>>>>
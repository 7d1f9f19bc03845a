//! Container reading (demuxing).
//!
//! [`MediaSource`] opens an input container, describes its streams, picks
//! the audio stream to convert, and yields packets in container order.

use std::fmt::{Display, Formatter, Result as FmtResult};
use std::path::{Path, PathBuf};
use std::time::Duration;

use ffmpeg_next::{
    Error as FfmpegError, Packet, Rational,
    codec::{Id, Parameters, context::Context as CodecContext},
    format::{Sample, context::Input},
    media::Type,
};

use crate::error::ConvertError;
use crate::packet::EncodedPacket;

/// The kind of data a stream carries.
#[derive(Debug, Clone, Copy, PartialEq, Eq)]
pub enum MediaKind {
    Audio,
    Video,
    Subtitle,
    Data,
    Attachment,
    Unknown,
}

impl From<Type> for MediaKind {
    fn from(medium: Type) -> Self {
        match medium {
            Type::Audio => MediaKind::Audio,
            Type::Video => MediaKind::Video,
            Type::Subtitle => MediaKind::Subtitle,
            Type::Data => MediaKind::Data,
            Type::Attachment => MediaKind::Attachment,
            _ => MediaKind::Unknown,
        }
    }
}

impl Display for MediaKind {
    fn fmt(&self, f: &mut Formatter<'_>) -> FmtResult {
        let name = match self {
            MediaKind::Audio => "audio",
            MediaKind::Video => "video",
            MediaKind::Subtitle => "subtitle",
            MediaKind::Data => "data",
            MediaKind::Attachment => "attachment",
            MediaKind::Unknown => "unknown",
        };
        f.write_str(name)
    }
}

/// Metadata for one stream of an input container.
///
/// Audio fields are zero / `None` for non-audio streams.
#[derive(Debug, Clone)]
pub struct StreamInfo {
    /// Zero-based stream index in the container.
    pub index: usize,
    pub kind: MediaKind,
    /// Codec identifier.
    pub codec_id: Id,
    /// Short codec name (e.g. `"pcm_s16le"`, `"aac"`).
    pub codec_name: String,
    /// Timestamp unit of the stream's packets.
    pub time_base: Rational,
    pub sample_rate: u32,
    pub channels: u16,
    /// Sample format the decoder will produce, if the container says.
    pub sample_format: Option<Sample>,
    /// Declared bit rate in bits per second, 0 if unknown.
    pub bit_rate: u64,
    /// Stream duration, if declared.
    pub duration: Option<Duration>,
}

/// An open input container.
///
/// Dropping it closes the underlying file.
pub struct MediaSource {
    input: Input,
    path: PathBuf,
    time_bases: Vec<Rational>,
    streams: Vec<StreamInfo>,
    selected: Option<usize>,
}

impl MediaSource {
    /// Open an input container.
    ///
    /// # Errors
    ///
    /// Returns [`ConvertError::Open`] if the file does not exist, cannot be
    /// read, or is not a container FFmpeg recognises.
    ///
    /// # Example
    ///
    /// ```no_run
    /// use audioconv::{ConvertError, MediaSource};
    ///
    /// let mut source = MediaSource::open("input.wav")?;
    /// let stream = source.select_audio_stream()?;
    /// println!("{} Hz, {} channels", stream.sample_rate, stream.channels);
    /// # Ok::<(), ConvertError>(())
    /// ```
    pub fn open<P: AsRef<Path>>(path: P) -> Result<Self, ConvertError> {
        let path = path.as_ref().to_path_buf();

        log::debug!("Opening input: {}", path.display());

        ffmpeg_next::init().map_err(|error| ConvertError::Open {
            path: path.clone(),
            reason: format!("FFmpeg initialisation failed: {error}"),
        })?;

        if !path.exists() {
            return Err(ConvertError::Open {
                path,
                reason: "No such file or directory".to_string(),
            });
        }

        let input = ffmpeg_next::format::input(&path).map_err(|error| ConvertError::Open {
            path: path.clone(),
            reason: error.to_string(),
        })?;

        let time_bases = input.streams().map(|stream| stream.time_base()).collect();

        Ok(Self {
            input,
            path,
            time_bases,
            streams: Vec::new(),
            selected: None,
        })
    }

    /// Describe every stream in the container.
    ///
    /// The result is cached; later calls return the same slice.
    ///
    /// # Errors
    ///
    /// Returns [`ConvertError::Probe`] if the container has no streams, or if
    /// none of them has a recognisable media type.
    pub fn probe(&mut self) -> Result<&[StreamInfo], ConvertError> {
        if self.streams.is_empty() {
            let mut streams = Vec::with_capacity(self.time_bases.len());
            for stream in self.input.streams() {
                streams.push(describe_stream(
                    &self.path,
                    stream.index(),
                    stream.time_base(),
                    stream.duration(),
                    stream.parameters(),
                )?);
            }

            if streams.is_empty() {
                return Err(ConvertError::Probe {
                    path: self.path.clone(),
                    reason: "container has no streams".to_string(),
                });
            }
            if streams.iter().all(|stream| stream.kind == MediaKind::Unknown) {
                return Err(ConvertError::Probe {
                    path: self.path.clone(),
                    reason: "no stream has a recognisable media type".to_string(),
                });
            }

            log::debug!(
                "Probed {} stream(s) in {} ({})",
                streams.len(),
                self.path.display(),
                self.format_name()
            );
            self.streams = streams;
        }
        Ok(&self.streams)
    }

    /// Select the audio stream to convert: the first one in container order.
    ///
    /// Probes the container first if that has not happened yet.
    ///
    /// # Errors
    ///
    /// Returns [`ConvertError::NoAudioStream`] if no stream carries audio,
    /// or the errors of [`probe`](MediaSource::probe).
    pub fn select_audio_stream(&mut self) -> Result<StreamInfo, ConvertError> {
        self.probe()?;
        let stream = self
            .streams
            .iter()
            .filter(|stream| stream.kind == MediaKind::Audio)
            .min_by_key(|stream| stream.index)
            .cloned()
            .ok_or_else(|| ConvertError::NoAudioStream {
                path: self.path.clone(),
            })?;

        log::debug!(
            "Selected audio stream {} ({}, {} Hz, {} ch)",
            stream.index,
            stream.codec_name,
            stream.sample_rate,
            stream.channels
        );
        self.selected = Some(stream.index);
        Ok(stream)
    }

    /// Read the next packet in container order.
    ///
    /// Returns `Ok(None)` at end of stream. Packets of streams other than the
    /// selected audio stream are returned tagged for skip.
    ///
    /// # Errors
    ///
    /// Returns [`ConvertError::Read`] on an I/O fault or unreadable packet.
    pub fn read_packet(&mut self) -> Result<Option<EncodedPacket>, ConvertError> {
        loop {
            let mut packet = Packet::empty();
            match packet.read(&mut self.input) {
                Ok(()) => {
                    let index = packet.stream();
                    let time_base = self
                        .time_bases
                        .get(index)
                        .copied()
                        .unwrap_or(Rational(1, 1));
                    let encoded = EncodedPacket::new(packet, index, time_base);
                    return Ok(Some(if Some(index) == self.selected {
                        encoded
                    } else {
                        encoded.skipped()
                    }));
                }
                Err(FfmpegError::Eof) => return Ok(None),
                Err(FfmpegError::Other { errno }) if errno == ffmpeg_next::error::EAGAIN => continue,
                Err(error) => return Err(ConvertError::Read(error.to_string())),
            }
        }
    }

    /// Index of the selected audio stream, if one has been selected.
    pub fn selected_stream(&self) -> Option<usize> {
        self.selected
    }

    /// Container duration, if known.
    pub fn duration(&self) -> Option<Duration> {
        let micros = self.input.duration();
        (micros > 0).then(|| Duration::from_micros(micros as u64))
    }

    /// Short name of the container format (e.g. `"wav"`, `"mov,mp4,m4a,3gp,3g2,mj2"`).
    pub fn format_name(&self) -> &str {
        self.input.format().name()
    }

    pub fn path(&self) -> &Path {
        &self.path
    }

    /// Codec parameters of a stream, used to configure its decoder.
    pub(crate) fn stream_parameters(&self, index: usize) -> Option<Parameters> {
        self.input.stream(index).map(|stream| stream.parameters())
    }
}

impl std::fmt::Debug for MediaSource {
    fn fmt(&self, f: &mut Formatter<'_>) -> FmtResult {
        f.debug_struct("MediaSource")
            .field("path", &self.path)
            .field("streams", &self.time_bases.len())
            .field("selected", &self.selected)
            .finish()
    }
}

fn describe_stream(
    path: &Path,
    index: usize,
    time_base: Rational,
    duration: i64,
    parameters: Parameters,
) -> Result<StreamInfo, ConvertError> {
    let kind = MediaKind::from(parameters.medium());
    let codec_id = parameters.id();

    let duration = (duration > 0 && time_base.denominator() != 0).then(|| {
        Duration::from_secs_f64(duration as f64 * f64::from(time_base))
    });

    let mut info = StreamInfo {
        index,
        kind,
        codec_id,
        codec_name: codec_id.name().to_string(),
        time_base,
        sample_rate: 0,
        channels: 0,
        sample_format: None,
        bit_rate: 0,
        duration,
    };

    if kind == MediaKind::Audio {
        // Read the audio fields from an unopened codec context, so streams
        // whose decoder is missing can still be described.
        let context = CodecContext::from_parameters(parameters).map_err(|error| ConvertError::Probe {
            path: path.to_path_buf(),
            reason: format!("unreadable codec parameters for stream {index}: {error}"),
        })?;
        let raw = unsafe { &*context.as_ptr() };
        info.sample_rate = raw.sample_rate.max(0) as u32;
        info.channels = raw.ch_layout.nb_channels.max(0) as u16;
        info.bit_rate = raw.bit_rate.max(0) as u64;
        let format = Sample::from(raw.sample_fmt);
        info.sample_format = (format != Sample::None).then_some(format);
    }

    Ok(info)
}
<<<<
>>>>
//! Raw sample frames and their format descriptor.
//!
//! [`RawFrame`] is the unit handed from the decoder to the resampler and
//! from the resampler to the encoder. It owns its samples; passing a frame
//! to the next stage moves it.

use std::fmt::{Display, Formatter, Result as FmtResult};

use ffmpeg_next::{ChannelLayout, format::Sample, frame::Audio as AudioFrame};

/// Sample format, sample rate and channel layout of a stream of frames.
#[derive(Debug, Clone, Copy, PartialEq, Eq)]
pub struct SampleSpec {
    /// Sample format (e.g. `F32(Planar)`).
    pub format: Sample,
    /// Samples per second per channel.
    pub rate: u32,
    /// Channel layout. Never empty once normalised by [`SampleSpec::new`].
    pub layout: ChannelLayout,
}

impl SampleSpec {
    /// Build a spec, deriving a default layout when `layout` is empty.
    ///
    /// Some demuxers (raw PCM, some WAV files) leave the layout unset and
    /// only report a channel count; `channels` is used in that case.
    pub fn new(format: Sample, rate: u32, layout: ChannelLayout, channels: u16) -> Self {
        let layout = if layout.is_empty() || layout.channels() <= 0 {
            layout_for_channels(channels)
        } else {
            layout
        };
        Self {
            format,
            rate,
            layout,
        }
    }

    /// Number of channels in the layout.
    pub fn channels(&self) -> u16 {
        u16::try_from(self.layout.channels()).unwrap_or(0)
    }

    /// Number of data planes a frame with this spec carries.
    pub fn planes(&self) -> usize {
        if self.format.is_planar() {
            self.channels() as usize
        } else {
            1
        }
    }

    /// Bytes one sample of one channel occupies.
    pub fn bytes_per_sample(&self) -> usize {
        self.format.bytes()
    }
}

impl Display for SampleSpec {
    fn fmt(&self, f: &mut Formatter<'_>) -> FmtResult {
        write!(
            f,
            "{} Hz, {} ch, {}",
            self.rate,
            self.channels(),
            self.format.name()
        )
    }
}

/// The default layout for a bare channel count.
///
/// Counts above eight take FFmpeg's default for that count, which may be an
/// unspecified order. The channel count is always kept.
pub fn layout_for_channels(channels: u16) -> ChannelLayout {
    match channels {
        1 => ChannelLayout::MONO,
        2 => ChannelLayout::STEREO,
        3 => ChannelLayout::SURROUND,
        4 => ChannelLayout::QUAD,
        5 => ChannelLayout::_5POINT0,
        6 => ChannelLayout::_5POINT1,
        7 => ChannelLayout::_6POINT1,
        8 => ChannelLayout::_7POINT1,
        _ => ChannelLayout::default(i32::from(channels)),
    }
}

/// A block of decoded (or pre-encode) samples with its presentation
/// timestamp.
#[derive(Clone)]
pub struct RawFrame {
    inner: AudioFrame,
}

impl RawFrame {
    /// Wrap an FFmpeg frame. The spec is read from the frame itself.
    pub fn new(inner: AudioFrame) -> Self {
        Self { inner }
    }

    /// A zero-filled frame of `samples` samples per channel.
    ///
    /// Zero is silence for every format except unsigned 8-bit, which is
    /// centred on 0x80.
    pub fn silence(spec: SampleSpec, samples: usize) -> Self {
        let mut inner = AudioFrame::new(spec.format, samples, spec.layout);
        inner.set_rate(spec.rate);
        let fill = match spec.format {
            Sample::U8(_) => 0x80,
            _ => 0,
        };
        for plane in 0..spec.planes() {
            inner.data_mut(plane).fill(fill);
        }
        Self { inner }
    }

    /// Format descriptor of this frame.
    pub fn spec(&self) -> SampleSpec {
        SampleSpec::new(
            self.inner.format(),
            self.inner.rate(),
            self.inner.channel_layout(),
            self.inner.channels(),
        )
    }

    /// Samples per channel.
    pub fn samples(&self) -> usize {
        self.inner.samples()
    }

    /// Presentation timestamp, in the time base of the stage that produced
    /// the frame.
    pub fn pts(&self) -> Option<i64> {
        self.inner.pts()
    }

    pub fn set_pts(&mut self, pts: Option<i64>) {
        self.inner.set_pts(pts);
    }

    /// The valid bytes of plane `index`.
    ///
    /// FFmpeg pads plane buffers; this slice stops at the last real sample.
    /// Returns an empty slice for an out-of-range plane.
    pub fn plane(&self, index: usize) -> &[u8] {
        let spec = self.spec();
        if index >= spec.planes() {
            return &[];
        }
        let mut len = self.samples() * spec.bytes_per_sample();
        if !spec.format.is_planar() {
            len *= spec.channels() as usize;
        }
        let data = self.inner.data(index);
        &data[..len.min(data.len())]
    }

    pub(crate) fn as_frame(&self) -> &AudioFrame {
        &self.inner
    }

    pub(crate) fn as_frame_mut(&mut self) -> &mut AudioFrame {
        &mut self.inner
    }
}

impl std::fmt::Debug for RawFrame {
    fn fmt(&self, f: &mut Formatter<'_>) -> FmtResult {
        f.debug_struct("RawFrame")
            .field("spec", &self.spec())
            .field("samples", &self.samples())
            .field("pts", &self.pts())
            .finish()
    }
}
<<<<
Among the lines in the data above, find those containing "iter" and give only how many there are.

2